Diese Nutzungsvielfalt stellte ganz konkrete Ansprüche an die akustische Planung und die entsprechende bauliche und architektonische Umsetzung – und dies bei einem für einen erstklassigen Konzertsaal vergleichsweise geringen Projektbudget von schlussendlich 38 Mio. Euro.

So setzt die klangliche Entfaltung großer symphonischer Werke in Bezug auf die im Konzertsaal vorhandenen knapp 1000 Zuhörerplätze vergleichsweise große Volumina voraus. Realisiert wurde ein optimales Raumvolumen von etwa 14000 m³ durch die akustische Ankopplung des Deckenhohlraums oberhalb einer architektonisch gestalteten schalltransparenten Deckenstruktur.

Akustische Vorhänge im Deckenhohlraum, aber auch im Bereich der Galerien und hinter dem Podium ermöglichen eine Anpassung der Akustik an die vielfältigen Nutzungen. Deckensegel optimieren das gegenseitige Hören auf der Bühne und verbessern die Klangprojektion in den Saal. Frühe laterale Reflexionen im Publikumsbereich und auf dem Podium werden mittels einer geometrischen Optimierung der Balkonbrüstungen und Seitenwandverkleidungen erzielt. Und parallele Flächen wurden vermieden, damit die Klangwellen in die richtige Richtung strömen.

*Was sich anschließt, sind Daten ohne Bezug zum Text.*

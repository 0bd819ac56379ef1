use async_trait::async_trait;
use serde::{Deserialize, Serialize};
use serde_json::Value;
use std::sync::Arc;
use uuid::Uuid;

use crate::config::RequestConfig;
use crate::error::Result;

#[derive(Debug, Clone, PartialEq, Serialize, Deserialize)]
pub struct Envelope {
    pub status: u16,
    pub data: Value,
}

impl Envelope {
    pub fn ok(data: Value) -> Self {
        Self { status: 200, data }
    }
}

pub trait Service: Send + Sync {
    fn inbound_get(&self, data: Value) -> Result<Value> {
        Ok(data)
    }

    fn inbound_update(&self, response: Envelope, _data: &Value) -> Result<Value> {
        Ok(response.data)
    }

    fn inbound_create(&self, response: Envelope, _data: &Value) -> Result<Value> {
        Ok(response.data)
    }

    fn outbound_update(&self, data: Value) -> Result<Value> {
        Ok(data)
    }

    fn outbound_create(&self, data: Value) -> Result<Value> {
        Ok(data)
    }
}

#[async_trait]
pub trait Resource: Send + Sync {
    async fn get(&self, config: &RequestConfig) -> Result<Envelope>;
    async fn put(&self, body: Value, config: &RequestConfig) -> Result<Envelope>;
    async fn post(&self, body: Value, config: &RequestConfig) -> Result<Envelope>;
    async fn delete(&self, data: &Value, config: &RequestConfig) -> Result<Envelope>;
}

pub type Handler = Arc<dyn Fn(&Value) + Send + Sync>;

#[derive(Debug, Clone, Copy, PartialEq, Eq, Hash)]
pub struct Subscription {
    id: Uuid,
}

impl Subscription {
    pub fn new() -> Self {
        Self { id: Uuid::new_v4() }
    }

    pub fn id(&self) -> Uuid {
        self.id
    }
}

impl Default for Subscription {
    fn default() -> Self {
        Self::new()
    }
}

#[async_trait]
pub trait Store: Send + Sync {
    /// Full read. A cold cache is an error, typically
    /// [`ContinuumError::CacheMiss`](crate::ContinuumError::CacheMiss).
    async fn get(&self) -> Result<Value>;
    async fn set(&self, data: Value, config: &RequestConfig) -> Result<Value>;
    async fn remove(&self, data: &Value) -> Result<()>;
    fn subscribe(&self, handler: Handler) -> Subscription;
    fn unsubscribe(&self, subscription: &Subscription) -> bool;
    async fn dispatch(&self, payload: Value) -> Result<Value>;
}
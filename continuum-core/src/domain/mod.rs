pub mod members;
pub mod resource;
pub mod service;
pub mod store;

pub use members::{Envelope, Handler, Resource, Service, Store, Subscription};
pub use resource::HttpResource;
pub use service::{transform_error, FnService, IdentityService};
pub use store::MemoryStore;

use serde_json::Value;
use std::any::Any;
use std::collections::HashMap;
use std::sync::Arc;
use std::time::Instant;

use crate::config::{DomainConfig, RequestConfig};
use crate::error::{ContinuumError, Result};
use crate::log_domain;
use crate::model::{Model, ModelConfig};
use crate::observability::MetricsCollector;

pub type Component = Arc<dyn Any + Send + Sync>;

#[derive(Default)]
pub struct Members {
    pub service: Option<Arc<dyn Service>>,
    pub resource: Option<Arc<dyn Resource>>,
    pub store: Option<Arc<dyn Store>>,
    pub model: Option<Model>,
    pub components: HashMap<String, Component>,
    pub constants: HashMap<String, Value>,
}

impl Members {
    pub fn new() -> Self {
        Self::default()
    }

    pub fn service(mut self, service: Arc<dyn Service>) -> Self {
        self.service = Some(service);
        self
    }

    pub fn resource(mut self, resource: Arc<dyn Resource>) -> Self {
        self.resource = Some(resource);
        self
    }

    pub fn store(mut self, store: Arc<dyn Store>) -> Self {
        self.store = Some(store);
        self
    }

    pub fn model(mut self, model: Model) -> Self {
        self.model = Some(model);
        self
    }

    pub fn component(mut self, name: impl Into<String>, component: Component) -> Self {
        self.components.insert(name.into(), component);
        self
    }

    pub fn constant(mut self, name: impl Into<String>, value: Value) -> Self {
        self.constants.insert(name.into(), value);
        self
    }
}

#[derive(Debug, Clone, Copy)]
enum WriteKind {
    Update,
    Create,
}

impl WriteKind {
    fn operation(&self) -> &'static str {
        match self {
            WriteKind::Update => "update",
            WriteKind::Create => "create",
        }
    }
}

pub struct Domain {
    name: String,
    service: Arc<dyn Service>,
    resource: Arc<dyn Resource>,
    store: Arc<dyn Store>,
    model: Model,
    components: HashMap<String, Component>,
    constants: HashMap<String, Value>,
    metrics: MetricsCollector,
}

impl Domain {
    pub fn new(name: impl Into<String>, members: Members, config: DomainConfig) -> Result<Self> {
        let name = name.into();
        if name.trim().is_empty() {
            return Err(ContinuumError::InvalidConfig(
                "please provide a name for your domain".to_string(),
            ));
        }
        config.check()?;

        let resource: Arc<dyn Resource> = match members.resource {
            Some(resource) => resource,
            None => Arc::new(HttpResource::new(&name, &config)?),
        };
        let store: Arc<dyn Store> = members.store.unwrap_or_else(|| {
            Arc::new(MemoryStore::with_options(config.key_field.clone(), config.event_buffer))
        });
        let model = members.model.unwrap_or_else(|| {
            Model::builder("Model")
                .allow_unknown(true)
                .config(ModelConfig::default().merged(&config.model))
                .build()
        });

        let service: Arc<dyn Service> =
            members.service.unwrap_or_else(|| Arc::new(IdentityService));

        log_domain!(debug, name.as_str(), model = model.name(), "domain assembled");

        Ok(Self {
            name,
            service,
            resource,
            store,
            model,
            components: members.components,
            constants: members.constants,
            metrics: MetricsCollector::new()?,
        })
    }

    pub fn with_metrics(mut self, metrics: MetricsCollector) -> Self {
        self.metrics = metrics;
        self
    }

    pub fn name(&self) -> &str {
        &self.name
    }

    pub fn model(&self) -> &Model {
        &self.model
    }

    pub fn store(&self) -> &Arc<dyn Store> {
        &self.store
    }

    pub fn metrics(&self) -> &MetricsCollector {
        &self.metrics
    }

    pub fn component(&self, name: &str) -> Option<&Component> {
        self.components.get(name)
    }

    pub fn constant(&self, name: &str) -> Option<&Value> {
        self.constants.get(name)
    }

    pub fn constants(&self) -> &HashMap<String, Value> {
        &self.constants
    }

    /// Cache-first read.
    ///
    /// A failed store read is treated as a miss and never surfaced. Failures
    /// after that point come back wrapped in [`ContinuumError::Fallback`].
    pub async fn get(&self, config: &RequestConfig) -> Result<Value> {
        let started = Instant::now();
        let result = match self.store.get().await {
            Ok(cached) => {
                self.metrics.record_cache_hit(&self.name);
                log_domain!(debug, self.name(), "served from store");
                Ok(cached)
            }
            Err(miss) => {
                self.metrics.record_cache_miss(&self.name);
                log_domain!(debug, self.name(), reason = %miss, "store read failed, fetching from resource");
                self.fetch(config).await.map_err(|source| ContinuumError::Fallback {
                    domain: self.name.clone(),
                    source: Box::new(source),
                })
            }
        };
        self.finish("get", started, result)
    }

    async fn fetch(&self, config: &RequestConfig) -> Result<Value> {
        let response = self.resource.get(config).await?;
        let validated = self.model.validate(response.data, &config.model)?;
        self.metrics
            .record_validation_failures(&self.name, validated.failures().len());

        let data = self.service.inbound_get(validated.into_value())?;
        let stored = self.store.set(data, config).await?;
        self.store.dispatch(stored).await
    }

    pub async fn update(&self, data: Value, config: &RequestConfig) -> Result<Value> {
        let started = Instant::now();
        let result = self.write(WriteKind::Update, data, config).await;
        self.finish("update", started, result)
    }

    pub async fn create(&self, data: Value, config: &RequestConfig) -> Result<Value> {
        let started = Instant::now();
        let result = self.write(WriteKind::Create, data, config).await;
        self.finish("create", started, result)
    }

    async fn write(&self, kind: WriteKind, data: Value, config: &RequestConfig) -> Result<Value> {
        let record = match kind {
            WriteKind::Update => {
                let body = self.service.outbound_update(data.clone())?;
                let response = self.resource.put(body, config).await?;
                self.service.inbound_update(response, &data)?
            }
            WriteKind::Create => {
                let body = self.service.outbound_create(data.clone())?;
                let response = self.resource.post(body, config).await?;
                self.service.inbound_create(response, &data)?
            }
        };
        log_domain!(debug, self.name(), operation = kind.operation(), "resource accepted write");

        let stored = self.store.set(record, config).await?;
        self.store.dispatch(stored).await
    }

    /// Deletes remotely, then evicts `data` (not the response) from the store
    /// and broadcasts it.
    pub async fn delete(&self, data: Value, config: &RequestConfig) -> Result<Value> {
        let started = Instant::now();
        let result = self.remove(data, config).await;
        self.finish("delete", started, result)
    }

    async fn remove(&self, data: Value, config: &RequestConfig) -> Result<Value> {
        let response = self.resource.delete(&data, config).await?;
        log_domain!(debug, self.name(), status = response.status, "resource accepted delete");

        self.store.remove(&data).await?;
        self.store.dispatch(data).await
    }

    pub fn subscribe(&self, handler: Handler) -> Subscription {
        self.store.subscribe(handler)
    }

    pub fn unsubscribe(&self, subscription: &Subscription) -> bool {
        self.store.unsubscribe(subscription)
    }

    pub async fn dispatch(&self, payload: Value) -> Result<Value> {
        self.store.dispatch(payload).await
    }

    fn finish(&self, operation: &'static str, started: Instant, result: Result<Value>) -> Result<Value> {
        let elapsed = started.elapsed();
        self.metrics
            .record_operation(&self.name, operation, elapsed, result.is_ok());
        match &result {
            Ok(_) => {
                log_domain!(info, self.name(), operation, elapsed_ms = elapsed.as_millis() as u64, "operation resolved");
            }
            Err(err) => {
                log_domain!(error, self.name(), operation, error = %err, "operation rejected");
            }
        }
        result
    }
}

Auch die Bestuhlung wurde akustisch sorgfältig dimensioniert; bereits im Vorfeld wurden zahlreiche Hallraummessungen an Musterstühlen durchgeführt s. auch: 

"Bewährungsprobe erfolgreich bestanden!"

Die profanisierte Kirche ist nun helles Foyer und Veranstaltungsort zugleich
Der kleine Saal in Aktion: von Polizeichor über Jazz bis Rock/Pop wird hier alles geboten

Klang überzeugt auf allen Plätzen

Edel und ein wenig nobel, aber ohne Protz. Ehrlich, klar und leicht, mit einer offenen Wärme. Mit diesen und ähnlichen Worten wurden am Eröffnungswochenende unisono die Architektur und die Akustik gelobt. Und GMD Steven Sloane äußerte seine Freude nicht zuletzt über die nun vorhandenen klanglichen Entfaltungsmöglichkeiten für sein Orchester. Eine eindrucksvolle Kostprobe davon konnten bereits die Besucher des Eröffnungskonzerts genießen.

"Kaum zu glauben, wie viele Details beachtet werden mussten, damit ein vollkommener Klang entsteht. Alles, was hier im Saal verbaut wurde, ist durch die prüfenden Augen des Akustikers in seiner Form und Materialität beäugt worden", sagt Jürgen Göke, Architekt, Projektleiter und Bauherrenvertreter der Stadt Bochum. Am Ende zählt das Ergebnis: "Egal, ob Sie unten oder oben sitzen, Sie hören überall gleich gut." Die Zusammenarbeit zwischen Bauherr, Generalplaner und Akustiker war für ihn außergewöhnlich gut und zielführend: "Wir sind mit dem Ergebnis überaus zufrieden. Neben der tollen Architektur ist hier auch akustisch ein Meisterwerk entstanden."

Aber nicht nur zum perfekten natürlichen Klang hat Müller-BBM entscheidend beigetragen. Auch die Audio- und Videotechnik wurden von Fachleuten der Müller-BBM erfolgreich geplant und die gesamte Gebäudehülle auf einen hohen energetischen Standard ausgelegt.